Ahora creo que se salva esa gente con un transplante de médula. Tenía un cuerpo precioso y le tuvieron que amputar las piernas. Ante cosas así, yo pienso que no hay Dios. Porque a esa chica, cada vez que le daban los ciclos, tenía tantos dolores que se daba contra la cama.
Su cara no se me podrá olvidar en la vida, con unos ojos azules, pelo largo... Y cuando a la chiquilla le dijeron que le tenían que cortar las piernas se encerró en sí misma y empezó a llorar.
Entonces me cambiaron de habitación para que la animara y nos pasábamos el día riendo. A mí esa chica me dejó una gran huella.
Sus padres esperaban que el miércoles se la llevarían, pero el miércoles no se la llevaron a casa, sino al cementerio.
Yo les di a los padres el pésame y no volví a saber más de ellos.

MISÓGINO
Ramón

Tenía un amigo en el coro, muy majo con sus amigos, pero que como enemigo era mucho mejor. Cualquiera que tuviera con él cuentas pendientes preferiría que estuviera bien lejos. Se llamaba Gabriel y tenía un defecto que destacaba sobre todos los demás: era un poco misógino.
Recuerdo especialmente un día que ensayábamos algo de El Mesías, de Händel, supongo que el “Aleluya”. Nosotros, o sea, Gabriel y yo y dos más, hacíamos el bajo. Aunque depende de las partituras, la voz baja suele ser la más fácil, o por lo menos la que menos se oye si te equivocas. En cambio, las voces altas son las que arriesgan de verdad, a las que se oye más, lo mismo si lo hacen bien que si lo hacen mal.

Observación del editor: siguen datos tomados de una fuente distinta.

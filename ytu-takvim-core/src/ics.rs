use chrono::{DateTime, Utc};

use crate::dates::exclusive_end;
use crate::types::{Entry, non_empty};

/// Download filename for the exported calendar.
pub const ICS_FILE_NAME: &str = "ytu-akademik-takvim.ics";

/// MIME type of the exported calendar.
pub const ICS_MIME: &str = "text/calendar; charset=utf-8";

/// ICS generation options.
#[derive(Debug, Clone)]
pub struct IcsOptions {
    /// PRODID property of the VCALENDAR
    pub prod_id: String,
    /// Domain suffix of every VEVENT UID
    pub uid_domain: String,
}

impl Default for IcsOptions {
    fn default() -> Self {
        Self {
            prod_id: "-//YTU Akademik Takvim//TR".to_string(),
            uid_domain: "ytu-akademik-takvim".to_string(),
        }
    }
}

/// RFC 5545 serializer for selected calendar entries.
///
/// Events are all-day: DTSTART/DTEND carry `VALUE=DATE`, with DTEND
/// exclusive as the format requires. Entries without parsed spans emit no
/// VEVENT, so the document stays valid whatever the selection contains.
pub struct IcsGenerator {
    options: IcsOptions,
}

impl IcsGenerator {
    /// Generator with the given options.
    pub fn new(options: IcsOptions) -> Self {
        Self { options }
    }

    /// Serialize `entries` into a VCALENDAR document stamped with the
    /// current UTC time.
    pub fn generate(&self, entries: &[Entry]) -> String {
        self.generate_at(entries, Utc::now())
    }

    /// Serialize `entries` with a fixed DTSTAMP. Output is deterministic
    /// for a given entry list and timestamp.
    pub fn generate_at(&self, entries: &[Entry], timestamp: DateTime<Utc>) -> String {
        let dtstamp = timestamp.format("%Y%m%dT%H%M%SZ").to_string();

        let mut ics_content = String::new();
        ics_content.push_str("BEGIN:VCALENDAR\r\n");
        ics_content.push_str("VERSION:2.0\r\n");
        ics_content.push_str(&format!("PRODID:{}\r\n", self.options.prod_id));
        ics_content.push_str("CALSCALE:GREGORIAN\r\n");
        ics_content.push_str("METHOD:PUBLISH\r\n");

        for (entry_index, entry) in entries.iter().enumerate() {
            self.add_entry_events(&mut ics_content, entry, entry_index, &dtstamp);
        }

        ics_content.push_str("END:VCALENDAR\r\n");
        ics_content
    }

    /// Append one VEVENT per span of `entry`.
    fn add_entry_events(
        &self,
        ics_content: &mut String,
        entry: &Entry,
        entry_index: usize,
        dtstamp: &str,
    ) {
        let summary = self.escape_text(entry.title());
        let description = self.build_description(entry);

        for (span_index, span) in entry.tarih.spans.iter().enumerate() {
            // Entry id, list position and span position together keep UIDs
            // unique even when category texts repeat.
            let uid = format!(
                "{}-{}-{}@{}",
                entry.id, entry_index, span_index, self.options.uid_domain
            );
            let dtstart = span.start.format("%Y%m%d").to_string();
            let dtend = exclusive_end(span.end).format("%Y%m%d").to_string();

            ics_content.push_str("BEGIN:VEVENT\r\n");
            ics_content.push_str(&format!("UID:{}\r\n", uid));
            ics_content.push_str(&format!("DTSTAMP:{}\r\n", dtstamp));
            ics_content.push_str(&format!("SUMMARY:{}\r\n", summary));
            if !description.is_empty() {
                ics_content.push_str(&format!("DESCRIPTION:{}\r\n", description));
            }
            ics_content.push_str(&format!("DTSTART;VALUE=DATE:{}\r\n", dtstart));
            ics_content.push_str(&format!("DTEND;VALUE=DATE:{}\r\n", dtend));
            ics_content.push_str("END:VEVENT\r\n");
        }
    }

    /// `<period> - <raw date text>`, dropping whichever side is empty.
    fn build_description(&self, entry: &Entry) -> String {
        let parts: Vec<&str> = [entry.period(), non_empty(Some(entry.tarih.raw.as_str()))]
            .into_iter()
            .flatten()
            .collect();
        self.escape_text(&parts.join(" - "))
    }

    /// Escape ICS text values. Backslash must go first so substitutions
    /// introduced by the later rules are not escaped twice.
    fn escape_text(&self, text: &str) -> String {
        text.replace('\\', "\\\\")
            .replace('\n', "\\n")
            .replace('\r', "\\n")
            .replace(',', "\\,")
            .replace(';', "\\;")
    }
}

impl Default for IcsGenerator {
    fn default() -> Self {
        Self::new(IcsOptions::default())
    }
}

¿Qué ocurría? Que como tiple cantaban mujeres y que estábamos ensayando y que de momento la cosa no fluía. Los bajos teníamos que seguir a las voces altas y, cuando la cosa no iba bien, nos perdíamos. Y ya más en concreto, Gabriel comenzaba a regodearse:
–La cantinera viene hoy pasada de chinchón.
La cogía con una y no paraba hasta que conseguía sacarla de sus casillas, sobre todo si esa una era la Mari, una camarera del Luciano. Aquel día la hizo llorar.

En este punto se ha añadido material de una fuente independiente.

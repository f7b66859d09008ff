use std::time::Duration;

use reqwest::Client;

use crate::error::{Error, Result};
use crate::types::CalendarPayload;

/// Public endpoint serving the extracted academic calendar.
pub const DEFAULT_API_URL: &str = "https://calendar-automation-aiua.onrender.com/api/takvim";

/// HTTP client for the upstream calendar payload.
///
/// One GET, no retries, no caching: a failed fetch surfaces its error and
/// a reload is an explicit new call. Dropping the returned future abandons
/// an in-flight request.
#[derive(Clone)]
pub struct TakvimProvider {
    client: Client,
    api_url: String,
}

impl TakvimProvider {
    /// Build a provider against `api_url`.
    pub fn new(api_url: impl Into<String>) -> Self {
        let client = Client::builder()
            .timeout(Duration::from_secs(30))
            .user_agent("YTU-Takvim-Rust/0.1.0")
            .default_headers({
                let mut headers = reqwest::header::HeaderMap::new();
                headers.insert("Accept", "application/json".parse().expect("valid header"));
                headers.insert(
                    "Accept-Encoding",
                    "br;q=1.0, gzip;q=0.9, deflate;q=0.8"
                        .parse()
                        .expect("valid header"),
                );
                headers
            })
            .build()
            .expect("Failed to create HTTP client");

        Self {
            client,
            api_url: api_url.into(),
        }
    }

    /// The endpoint this provider fetches from.
    pub fn api_url(&self) -> &str {
        &self.api_url
    }

    /// Fetch and decode the calendar payload.
    ///
    /// Non-2xx responses become [`Error::Status`] carrying the HTTP code;
    /// transport timeouts become [`Error::Timeout`].
    pub async fn fetch_payload(&self) -> Result<CalendarPayload> {
        tracing::debug!("Fetching calendar payload from {}", self.api_url);

        let response = self
            .client
            .get(&self.api_url)
            .send()
            .await
            .map_err(Self::handle_error_req)?;

        let status = response.status();
        if !status.is_success() {
            return Err(Error::Status(status.as_u16()));
        }

        let payload: CalendarPayload = response.json().await.map_err(Self::handle_error_req)?;
        tracing::info!("Fetched {} calendar entries", payload.entries.len());

        Ok(payload)
    }

    fn handle_error_req(error: reqwest::Error) -> Error {
        if error.is_timeout() {
            Error::Timeout
        } else {
            Error::Http(error)
        }
    }
}

impl Default for TakvimProvider {
    fn default() -> Self {
        Self::new(DEFAULT_API_URL)
    }
}

#[cfg(test)]
mod tests {
    use super::*;

    #[test]
    fn test_payload_deserialization_defaults() {
        let payload: CalendarPayload = serde_json::from_str(
            r#"{
                "source": {"file_name": "takvim.xlsx"},
                "entries": [
                    {
                        "akademik_donem": "Güz Yarıyılı",
                        "kategori": "Ders Kayıtları",
                        "tarih": {"raw": "17-22 Kasım 2025", "spans": [
                            {"start": "2025-11-17", "end": "2025-11-22"}
                        ]}
                    },
                    {"akademik_donem": null, "kategori": "Mezuniyet"}
                ]
            }"#,
        )
        .unwrap();

        assert_eq!(
            payload.source.and_then(|s| s.file_name).as_deref(),
            Some("takvim.xlsx")
        );
        assert_eq!(payload.entries.len(), 2);
        assert_eq!(payload.entries[0].tarih.spans.len(), 1);

        // rows missing tarih degrade to empty date info, not an error
        assert!(payload.entries[1].tarih.raw.is_empty());
        assert!(payload.entries[1].tarih.spans.is_empty());
    }

    #[test]
    fn test_corrupt_date_string_is_rejected_at_the_boundary() {
        let result: std::result::Result<CalendarPayload, _> = serde_json::from_str(
            r#"{"entries": [{"tarih": {"raw": "x", "spans": [{"start": "not-a-date", "end": "2025-11-22"}]}}]}"#,
        );
        assert!(result.is_err());
    }
}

El ensayo terminó media hora antes de lo previsto:
–Patán, descerebrado, machista, cantimpalos –gritaban las compañeras de la Mari.
–Yo no me equivoco –Gabriel no se callaba–, yo traigo la partitura leída y estudiada. Y aquí huelo a anís.
Era un recalcitrante hijo de porqueros, de Carbonero, disfrutaba con estas escenas, si no era por una cosa era por otra.